The food bank, based on Orangery Lane, off Eltham High Street, had been told it would have to leave its council-owned premises by December. It had turned down an offer of premises in Thamesmead, saying it would be difficult for its volunteers to get to.
Greenwich’s cabinet member for housing, Chris Kirby, told a scrutiny panel meeting last Thursday that the council had been talking to the foodbank about its future since the beginning of the year.
“We’re working intensively with them to find out what works for them,” he said. “They were never going to have to be off the site by December, it was hoped that they would have been able to move before then.”
He said the council was working on having the food bank in a new site by July. “The sooner we can resolve this, the better,” he said. “They know they have our support.
“Ultimately, that site is going to have 40 council properties, for families in Eltham who are probably already using the food bank. Really, where we need to get to is a viable site for them.”
Jeremy Smalley, the council’s assistant director for regeneration, said that the issue had been complicated because the Orangery Lane scheme was receiving funds from City Hall, and the council had to hit deadlines for progress with the project in order to get the money.

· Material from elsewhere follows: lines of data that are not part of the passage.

//! Fixed sector topology of the Sortic track.
//!
//! The track has two handover areas (Sortic and Transfer), each reached
//! through a single-vehicle gateway, joined by a transit lane:
//!
//! ```text
//! SorticHandover ─ SorticToHandover ─ SorticWaitForGateway ─ [SorticGateway]
//!                                                                 │
//!                         TransitWaitForGatewaySortic ─ TransitToSortic
//!                                                                 │   Parking
//!                       TransitToTransfer ─ TransitWaitForGatewayTransfer
//!                                                                 │
//! TransferHandover ─ TransferToHandover ─ TransferWaitForGateway ─ [TransferGateway]
//! ```
//!
//! Each sector has a stable text label used in logs and on the wire.

use std::fmt;
use std::str::FromStr;

/// Named physical zone of the track.
#[derive(Clone, Copy, Debug, PartialEq, Eq, Hash)]
pub enum Sector {
    SorticHandover,
    SorticToHandover,
    SorticWaitForGateway,
    SorticGateway,
    TransitWaitForGatewaySortic,
    TransitToSortic,
    TransitToTransfer,
    /// Reserved, no route passes through it yet
    Parking,
    TransitWaitForGatewayTransfer,
    TransferGateway,
    TransferWaitForGateway,
    TransferToHandover,
    TransferHandover,
    /// Result of decoding an unrecognized label
    Unknown,
}

impl Sector {
    /// Every sector, `Unknown` last.
    pub const ALL: [Sector; 14] = [
        Sector::SorticHandover,
        Sector::SorticToHandover,
        Sector::SorticWaitForGateway,
        Sector::SorticGateway,
        Sector::TransitWaitForGatewaySortic,
        Sector::TransitToSortic,
        Sector::TransitToTransfer,
        Sector::Parking,
        Sector::TransitWaitForGatewayTransfer,
        Sector::TransferGateway,
        Sector::TransferWaitForGateway,
        Sector::TransferToHandover,
        Sector::TransferHandover,
        Sector::Unknown,
    ];

    /// Text label of the sector.
    pub fn label(self) -> &'static str {
        match self {
            Sector::SorticHandover => "SorticHandover",
            Sector::SorticToHandover => "SorticToHandover",
            Sector::SorticWaitForGateway => "SorticWaitForGateway",
            Sector::SorticGateway => "SorticGateway",
            Sector::TransitWaitForGatewaySortic => "TransitWaitForGatewaySortic",
            Sector::TransitToSortic => "TransitToSortic",
            Sector::TransitToTransfer => "TransitToTransfer",
            Sector::Parking => "Parking",
            Sector::TransitWaitForGatewayTransfer => "TransitWaitForGatewayTransfer",
            Sector::TransferGateway => "TransferGateway",
            Sector::TransferWaitForGateway => "TransferWaitForGateway",
            Sector::TransferToHandover => "TransferToHandover",
            Sector::TransferHandover => "TransferHandover",
            Sector::Unknown => "Unknown",
        }
    }

    /// Decode a label. Anything unrecognized becomes [`Sector::Unknown`].
    pub fn from_label(label: &str) -> Sector {
        let label = label.trim();
        Sector::ALL
            .iter()
            .copied()
            .find(|s| s.label() == label)
            .unwrap_or(Sector::Unknown)
    }

    /// False only for [`Sector::Unknown`].
    pub fn is_known(self) -> bool {
        self != Sector::Unknown
    }

    /// Handover sectors are the only places a journey may start or end.
    pub fn is_end_point(self) -> bool {
        matches!(self, Sector::SorticHandover | Sector::TransferHandover)
    }

    /// Sectors on the transit lane between the two gateways.
    pub fn is_transit(self) -> bool {
        matches!(
            self,
            Sector::TransitWaitForGatewaySortic
                | Sector::TransitToSortic
                | Sector::TransitToTransfer
                | Sector::Parking
                | Sector::TransitWaitForGatewayTransfer
        )
    }

    /// Side whose gateway this sector belongs to or leads to.
    ///
    /// Transit sectors report the side they are heading for.
    /// `Parking` and `Unknown` have no side.
    pub fn side(self) -> Option<Side> {
        match self {
            Sector::SorticHandover
            | Sector::SorticToHandover
            | Sector::SorticWaitForGateway
            | Sector::SorticGateway
            | Sector::TransitWaitForGatewaySortic
            | Sector::TransitToSortic => Some(Side::Sortic),
            Sector::TransferHandover
            | Sector::TransferToHandover
            | Sector::TransferWaitForGateway
            | Sector::TransferGateway
            | Sector::TransitWaitForGatewayTransfer
            | Sector::TransitToTransfer => Some(Side::Transfer),
            Sector::Parking | Sector::Unknown => None,
        }
    }
}

impl fmt::Display for Sector {
    fn fmt(&self, f: &mut fmt::Formatter<'_>) -> fmt::Result {
        f.write_str(self.label())
    }
}

impl FromStr for Sector {
    type Err = std::convert::Infallible;

    fn from_str(s: &str) -> Result<Self, Self::Err> {
        Ok(Sector::from_label(s))
    }
}

/// Sector to label.
pub fn encode_sector(sector: Sector) -> &'static str {
    sector.label()
}

/// Label to sector, `Unknown` for unrecognized labels.
pub fn decode_sector(label: &str) -> Sector {
    Sector::from_label(label)
}

/// One half of the track, each with its own handover area and gateway.
#[derive(Clone, Copy, Debug, PartialEq, Eq, Hash)]
pub enum Side {
    Sortic,
    Transfer,
}

impl Side {
    pub fn opposite(self) -> Side {
        match self {
            Side::Sortic => Side::Transfer,
            Side::Transfer => Side::Sortic,
        }
    }

    pub fn handover(self) -> Sector {
        match self {
            Side::Sortic => Sector::SorticHandover,
            Side::Transfer => Sector::TransferHandover,
        }
    }

    pub fn to_handover(self) -> Sector {
        match self {
            Side::Sortic => Sector::SorticToHandover,
            Side::Transfer => Sector::TransferToHandover,
        }
    }

    /// Waiting zone on the handover side of the gateway.
    pub fn wait_for_gateway(self) -> Sector {
        match self {
            Side::Sortic => Sector::SorticWaitForGateway,
            Side::Transfer => Sector::TransferWaitForGateway,
        }
    }

    pub fn gateway(self) -> Sector {
        match self {
            Side::Sortic => Sector::SorticGateway,
            Side::Transfer => Sector::TransferGateway,
        }
    }

    /// Waiting zone on the transit side of the gateway.
    pub fn transit_wait(self) -> Sector {
        match self {
            Side::Sortic => Sector::TransitWaitForGatewaySortic,
            Side::Transfer => Sector::TransitWaitForGatewayTransfer,
        }
    }

    /// Transit lane heading toward this side.
    pub fn transit_toward(self) -> Sector {
        match self {
            Side::Sortic => Sector::TransitToSortic,
            Side::Transfer => Sector::TransitToTransfer,
        }
    }
}

impl fmt::Display for Side {
    fn fmt(&self, f: &mut fmt::Formatter<'_>) -> fmt::Result {
        match self {
            Side::Sortic => f.write_str("Sortic"),
            Side::Transfer => f.write_str("Transfer"),
        }
    }
}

The council could negotiate with City Hall – particularly when organisations like the food bank were affected by housing schemes – he said, “but that does bring some uncertainty about our delivery credibility and our funding cashflow with the GLA”.
Just three of the eight councillors on the scrutiny panel were present for the session quizzing Kirby on the council’s housing policies and its programme of building council homes, with only two left at the end. Chair Clive Mardner and Christine May stayed for all the session, Dominic Mbang left during it.
Kirby raised the foodbank’s future unprompted at the end of a session where he discussed the Greenwich Builds programme to begin work on 750 council homes, the biggest programme of works since the 1980s.
“750 homes, when we’ve 20,000 on the waiting list, feels like a drop in the ocean. Well, it is, but we’ve had to borrow £300m to do that, which is more money than we’ve borrowed for anything, ever,” he said, pointing out the council had to turn itself into a “mid-sized developer” from a “standing start”, having originally had no staff with experience of major homebuilding projects.
“There’s been some criticism that we’re not ambitious enough – but this is the start of a journey for us. This is a radically different thing we’re doing. We could have announced a meaningless target of 10,000 new homes in the next 10 years. It’s better for us from a policy perspective, it’s more realistic and it will get a sense of momentum going if we build it sustainably, and we grow the team to build the homes that we need to tackle the housing crisis.”
In an earlier, more wide-ranging segment dealing with his housing portfolio more generally, Kirby said there were now 1,800 children in temporary accommodation after an “explosion” in cases, a figure he called “staggering and shameful”.
Greenwich had lost 10,000 council homes through the Right to Buy scheme over the decades, he said, adding that about 60% of them were now being let out privately. “You have to question the morality of that,” he said. “[The government] wants to extend Right to Buy to housing association properties to enable people to buy under shared ownership, not even the whole property – they want to trap people in shared ownership, so the property can’t go back to social let. It’s just mind-numbingly stupid. The only way it makes sense is if you accept that it’s an ideological attempt to reduce the amount of social housing, because that’s what it is.”
Kirby also said the condition of homes on Morris Walk Estate, which is due to be demolished while awaiting a long-delayed redevelopment, was too poor to allow homeless families to move in.